His first talk, held in September 2014 at a friend’s house, was on the subject of the Pen League—a collective of Syrian and Lebanese American writers and scholars living in New York in the 1920s who sought to promote and enrich Arabic literature. Its enthusiastic reception made him realise he was not alone in feeling disconnected from his culture. Within a few years, Afikra had gained a loyal following. “People started flying in from other cities,” he recalls.
Afikra is not limited to Arabs or to people living in the Arab world. “One of our core values is interests over identity,” Muhanna says. “And the reason why that matters to me, and why it matters to the ethos and what we’re trying to do, is Afikra is really about staking a claim and saying, ‘I have an interest in this region, I have a stake in it, and I have ownership over the narrative…I can exercise my agency to help contribute to a version of that narrative, a version of the story we tell about this place.’”
This approach champions diverse perspectives. The podcast, with its deep dives into histories that might as easily take listeners to Zanzibar or Malta as Damascus or Marrakech, reflects the inclusivity of this community, people who are “interested in crafting a vision and a version of the Arab world that is creative and compassionate and not hyper-focused on identity…Together, we’re doing this pointillism painting, and everyone’s adding their little pins, and that is creating a new contour and a new topography of what the Arab world is,” he says.

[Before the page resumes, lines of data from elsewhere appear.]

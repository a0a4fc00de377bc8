// CLI module
// Command-line interface, argument parsing and log setup

mod args;

pub use args::CliArgs;

use clap::Parser;
use tracing_subscriber::EnvFilter;

/// Parse command-line arguments using clap
///
/// On invalid arguments or `--help`, clap prints the message and exits the
/// process.
pub fn parse_args() -> CliArgs {
    CliArgs::parse()
}

/// Install the global tracing subscriber
///
/// Logs go to stderr so stdout carries responses only. `RUST_LOG` takes
/// precedence over `default_level` when set.
pub fn init_tracing(default_level: &str) {
    let filter =
        EnvFilter::try_from_default_env().unwrap_or_else(|_| EnvFilter::new(default_level));

    tracing_subscriber::fmt()
        .with_env_filter(filter)
        .with_writer(std::io::stderr)
        .with_target(false)
        .init();
}
//! I/O module
//!
//! Handles request decoding and response output.
//!
//! # Components
//!
//! - `json_format` - JSON format handling (request decoding, response styles)
//! - `line_reader` - Line-oriented request reader with iterator interface

pub mod json_format;
pub mod line_reader;

pub use json_format::{
    decode_request, render_response, write_response, OutputStyle, SpacedFormatter,
};
pub use line_reader::{open_file, LineReader};
//! Wire-level request and response types
//!
//! Requests arrive one JSON object per line, either
//! `{"account": {"active-card": true, "available-limit": 100}}` or
//! `{"transaction": {"merchant": "...", "amount": 20, "time": "..."}}`.
//! Each request produces exactly one response carrying the account snapshot
//! after the request and the violations it raised.

use super::account::Account;
use super::transaction::{Amount, Transaction};
use super::violation::message_for_code;
use serde::ser::SerializeMap;
use serde::{Deserialize, Serialize, Serializer};

/// Account initialization fields
#[derive(Debug, Clone, Copy, PartialEq, Eq, Serialize, Deserialize)]
pub struct AccountRequest {
    #[serde(rename = "active-card")]
    pub active: bool,

    #[serde(rename = "available-limit")]
    pub limit: Amount,
}

/// A decoded request
///
/// Externally tagged: the single top-level key decides the kind, so a
/// request can never be both.
#[derive(Debug, Clone, PartialEq, Deserialize)]
#[serde(rename_all = "lowercase")]
pub enum Request {
    Account(AccountRequest),
    Transaction(Transaction),
}

/// Account snapshot as reported in responses
#[derive(Debug, Clone, Copy, PartialEq, Eq, Serialize)]
pub struct AccountView {
    #[serde(rename = "active-card")]
    pub active: bool,

    #[serde(rename = "available-limit")]
    pub limit: Amount,
}

impl From<&Account> for AccountView {
    fn from(account: &Account) -> Self {
        AccountView {
            active: account.active(),
            limit: account.limit(),
        }
    }
}

/// Response to one request
#[derive(Debug, Clone, PartialEq, Eq, Serialize)]
pub struct Response {
    /// Snapshot after the request; `{}` on the wire when there is no account
    #[serde(serialize_with = "serialize_account")]
    pub account: Option<AccountView>,

    /// Messages for the violations raised by this request only
    pub violations: Vec<String>,
}

impl Response {
    /// Empty response for the given account snapshot
    pub fn new(account: Option<AccountView>) -> Self {
        Response {
            account,
            violations: Vec::new(),
        }
    }

    /// Append the message for a violation code
    ///
    /// Codes without a message are ignored.
    pub fn add_violation(&mut self, code: i32) {
        if let Some(message) = message_for_code(code) {
            self.violations.push(message.to_string());
        }
    }
}

fn serialize_account<S>(account: &Option<AccountView>, serializer: S) -> Result<S::Ok, S::Error>
where
    S: Serializer,
{
    match account {
        Some(view) => view.serialize(serializer),
        None => serializer.serialize_map(Some(0))?.end(),
    }
}
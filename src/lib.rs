//! Card Authorizer Library
//! # Overview
//!
//! This library authorizes a stream of card requests against a single
//! account, answering each request with the account state and the rule
//! violations it raised.
//!
//! # Architecture
//!
//! The system is organized into several key components:
//!
//! - [`types`] - Core data types (Account, Transaction, Violation, wire messages)
//! - [`cli`] - CLI arguments parsing and log setup
//! - [`core`] - Business logic components:
//!   - [`core::engine`] - Account ownership, initialization and commit
//!   - [`core::rules`] - Duplicate, frequency, limit and blocklist checks
//!   - [`core::config`] - Rule parameters
//! - [`dispatch`] - Request classification and response assembly
//! - [`io`] - JSON lines input and response formatting
//! - [`processor`] - Sequential read, dispatch, write loop
//!
//! # Request Types
//!
//! - **Account**: initializes the account, once
//! - **Transaction**: a purchase checked against the account
//!
//! # Violations
//!
//! Each rejection is one of seven codes, reported by message:
//! `account-not-initialized`, `card-not-active`,
//! `account-already-initialized`, `insufficient-limit`,
//! `doubled-transaction`, `high-frequency-small-interval`,
//! `blocked-merchant`.

// Module declarations
pub mod cli;
pub mod core;
pub mod dispatch;
pub mod io;
pub mod processor;
pub mod types;

pub use core::{RuleConfig, RuleEngine};
pub use dispatch::Dispatcher;
pub use io::OutputStyle;
pub use processor::{process, ProcessSummary};
pub use types::{
    message_for_code, Account, AuthorizerError, Request, Response, Transaction, Violation,
};
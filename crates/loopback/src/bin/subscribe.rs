use anyhow::Context;
use channel::{SignalWait, Subscriber};
use common::setup_logging;
use loopback::{LoopbackConfig, Sample};
use std::time::Duration;

fn main() -> anyhow::Result<()> {
    let config = LoopbackConfig::from_env()?;
    setup_logging(config.environment.clone());

    let mut subscriber = Subscriber::<Sample>::new(&config.channel_name)?;
    subscriber
        .connect(config.connect_timeout, config.poll_interval)
        .context("No publisher appeared before the connect deadline")?;

    tracing::info!(channel = %config.channel_name, "connected, waiting for samples");

    loop {
        match subscriber.wait_for_signal(Some(Duration::from_secs(1)))? {
            SignalWait::Signaled => {
                let sample = subscriber.receive()?.read()?;
                tracing::info!(
                    sequence = sample.sequence,
                    produced_at_ns = sample.produced_at_ns,
                    "received sample"
                );
            }
            SignalWait::TimedOut => {
                tracing::debug!("no sample within the last second");
            }
        }
    }
}
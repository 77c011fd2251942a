use std::time::{Duration, Instant};

/// Returned when a resource did not come up before the deadline.
#[derive(Debug, Clone, PartialEq, Eq)]
pub struct WaitTimeout {
    pub resource_name: String,
    pub waited: Duration,
}

impl std::fmt::Display for WaitTimeout {
    fn fmt(&self, f: &mut std::fmt::Formatter<'_>) -> std::fmt::Result {
        write!(
            f,
            "{} did not come up within {:?}",
            self.resource_name, self.waited
        )
    }
}

impl std::error::Error for WaitTimeout {}

/// Retry `connect` until it succeeds or `timeout` elapses, sleeping
/// `poll_interval` between attempts.
///
/// The first attempt runs immediately; a zero or already-elapsed timeout
/// makes at most one attempt. Each failure is logged at debug level only,
/// since a resource that is not up yet is the expected case while the
/// producing process is still starting.
pub fn wait_for_resource<F, T, E>(
    mut connect: F,
    timeout: Duration,
    poll_interval: Duration,
    resource_name: &str,
) -> Result<T, WaitTimeout>
where
    F: FnMut() -> Result<T, E>,
    E: std::fmt::Display,
{
    let start = Instant::now();
    let deadline = start.checked_add(timeout);

    while deadline.is_none_or(|d| Instant::now() < d) {
        match connect() {
            Ok(resource) => {
                tracing::info!("{} connected", resource_name);
                return Ok(resource);
            }
            Err(e) => {
                tracing::debug!("Waiting for {} ({})", resource_name, e);
                std::thread::sleep(poll_interval);
            }
        }
    }

    Err(WaitTimeout {
        resource_name: resource_name.to_string(),
        waited: start.elapsed(),
    })
}

#[cfg(feature = "async")]
pub async fn wait_for_resource_async<F, T, E>(
    mut connect: F,
    timeout: Duration,
    poll_interval: Duration,
    resource_name: &str,
) -> Result<T, WaitTimeout>
where
    F: FnMut() -> Result<T, E>,
    E: std::fmt::Display,
{
    let start = Instant::now();
    let deadline = start.checked_add(timeout);

    while deadline.is_none_or(|d| Instant::now() < d) {
        match connect() {
            Ok(resource) => {
                tracing::info!("{} connected", resource_name);
                return Ok(resource);
            }
            Err(e) => {
                tracing::debug!("Waiting for {} ({})", resource_name, e);
                tokio::time::sleep(poll_interval).await;
            }
        }
    }

    Err(WaitTimeout {
        resource_name: resource_name.to_string(),
        waited: start.elapsed(),
    })
}
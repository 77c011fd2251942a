use std::env;
use std::time::Duration;

pub use common::Environment;

#[derive(Debug, Clone)]
pub struct LoopbackConfig {
    pub environment: Environment,
    pub channel_name: String,
    pub connect_timeout: Duration,
    pub poll_interval: Duration,
    pub publish_interval: Duration,
}

impl LoopbackConfig {
    pub fn from_env() -> anyhow::Result<Self> {
        let environment = Environment::from_env();

        let channel_name = env::var("CHANNEL_NAME").unwrap_or_else(|_| "loopback".to_string());

        let connect_timeout_ms = env::var("CONNECT_TIMEOUT_MS")
            .ok()
            .and_then(|s| s.parse().ok())
            .unwrap_or(5000);

        let poll_interval_ms = env::var("POLL_INTERVAL_MS")
            .ok()
            .and_then(|s| s.parse().ok())
            .unwrap_or(100);

        let publish_interval_ms = env::var("PUBLISH_INTERVAL_MS")
            .ok()
            .and_then(|s| s.parse().ok())
            .unwrap_or(500);

        Ok(Self {
            environment,
            channel_name,
            connect_timeout: Duration::from_millis(connect_timeout_ms),
            poll_interval: Duration::from_millis(poll_interval_ms),
            publish_interval: Duration::from_millis(publish_interval_ms),
        })
    }
}
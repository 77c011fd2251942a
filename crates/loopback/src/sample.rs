use bytemuck::{Pod, Zeroable};

/// Demo payload exchanged between the publish and subscribe binaries.
/// Flat and padding-free so it can cross the channel byte-for-byte.
#[repr(C)]
#[derive(Clone, Copy, Debug, PartialEq, Pod, Zeroable)]
pub struct Sample {
    pub sequence: u64,
    pub produced_at_ns: u64,
    pub readings: [f64; 4],
}

impl Sample {
    pub fn new(sequence: u64, produced_at_ns: u64) -> Self {
        let base = sequence as f64;
        Self {
            sequence,
            produced_at_ns,
            readings: [base, base * 0.5, base * 0.25, base * 0.125],
        }
    }
}
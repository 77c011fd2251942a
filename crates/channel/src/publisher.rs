use crate::config::{PublisherConfig, SegmentCreateConfig, SignalCreateConfig, ViewAccess, ViewConfig};
use crate::errors::ChannelError;
use crate::names::{self, Namespace};
use crate::segment::Segment;
use crate::signal::Signal;
use bytemuck::Pod;
use std::marker::PhantomData;
use std::mem;

/// Publishing endpoint of a channel.
///
/// Construction allocates the named segment and signal immediately; both
/// are released (and their names unlinked) when the publisher is dropped.
/// Payload delivery is fire-and-forget: `publish` copies the bytes in and
/// sets the signal, with no acknowledgement from the subscriber.
pub struct Publisher<T> {
    namespace: Namespace,
    channel: String,
    config: PublisherConfig,
    segment: Segment,
    signal: Signal,
    _payload: PhantomData<T>,
}

impl<T: Pod> Publisher<T> {
    /// Create a channel under the default namespace.
    pub fn create(channel: &str) -> Result<Self, ChannelError> {
        Self::create_in(Namespace::default(), channel, PublisherConfig::default())
    }

    pub fn create_in(
        namespace: Namespace,
        channel: &str,
        config: PublisherConfig,
    ) -> Result<Self, ChannelError> {
        names::validate_channel_name(channel)?;
        let (segment, signal) = create_resources::<T>(&namespace, channel, &config)?;
        tracing::info!(channel, "publisher ready");
        Ok(Self {
            namespace,
            channel: channel.to_string(),
            config,
            segment,
            signal,
            _payload: PhantomData,
        })
    }

    /// Copy `payload` into the segment through the write view and set the
    /// signal.
    pub fn publish(&mut self, payload: &T) -> Result<(), ChannelError> {
        if self.config.write_view.access != ViewAccess::ReadWrite {
            return Err(ChannelError::ViewNotWritable);
        }

        let bytes = bytemuck::bytes_of(payload);
        let mut view = self
            .segment
            .map_view_mut(&self.config.write_view, mem::size_of::<T>())?;
        if view.len() < bytes.len() {
            return Err(ChannelError::SizeMismatch {
                expected: bytes.len(),
                actual: view.len(),
            });
        }

        view[..bytes.len()].copy_from_slice(bytes);
        self.signal.set()?;
        Ok(())
    }

    /// Re-create the segment and signal under the same names using the
    /// currently stored configuration.
    ///
    /// The old handles are neutralized first so that dropping them cannot
    /// unlink the names handed to the new resources. Subscribers connected
    /// to the previous incarnation keep their mapping of the segment but
    /// will not observe the new signal.
    pub fn recreate(&mut self) -> Result<(), ChannelError> {
        self.segment.disown();
        self.signal.disown();

        let (segment, signal) = create_resources::<T>(&self.namespace, &self.channel, &self.config)?;
        self.segment = segment;
        self.signal = signal;
        tracing::info!(channel = %self.channel, "publisher re-created channel resources");
        Ok(())
    }

    /// Reconfigure the write view; consulted on every `publish`.
    pub fn set_write_view(&mut self, view: ViewConfig) {
        self.config.write_view = view;
    }

    /// Reconfigure segment creation; takes effect at the next `recreate`.
    pub fn set_segment_config(&mut self, config: SegmentCreateConfig) {
        self.config.segment = config;
    }

    /// Reconfigure signal creation; takes effect at the next `recreate`.
    pub fn set_signal_config(&mut self, config: SignalCreateConfig) {
        self.config.signal = config;
    }

    pub fn channel(&self) -> &str {
        &self.channel
    }

    pub fn segment_capacity(&self) -> usize {
        self.segment.capacity()
    }
}

fn create_resources<T: Pod>(
    namespace: &Namespace,
    channel: &str,
    config: &PublisherConfig,
) -> Result<(Segment, Signal), ChannelError> {
    let capacity = config.segment.size.unwrap_or(mem::size_of::<T>());
    let segment = Segment::create(&namespace.segment_path(channel), capacity, &config.segment)?;
    let signal = Signal::create(&namespace.signal_name(channel), &config.signal)?;
    Ok((segment, signal))
}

Afikra’s lesson is simple but profound: stories shape reality. “The history of any of these places is constantly being rewritten, and some of it’s being forgotten,” he says. Afikra’s community has the power to shape a communal narrative—and with it a communal future. “That narrative is the reality that we’re living with,” Muhanna says. “It’s the way we tell the story about what this place was, and what it was informs what it is, and what it is informs what it’s going to be.”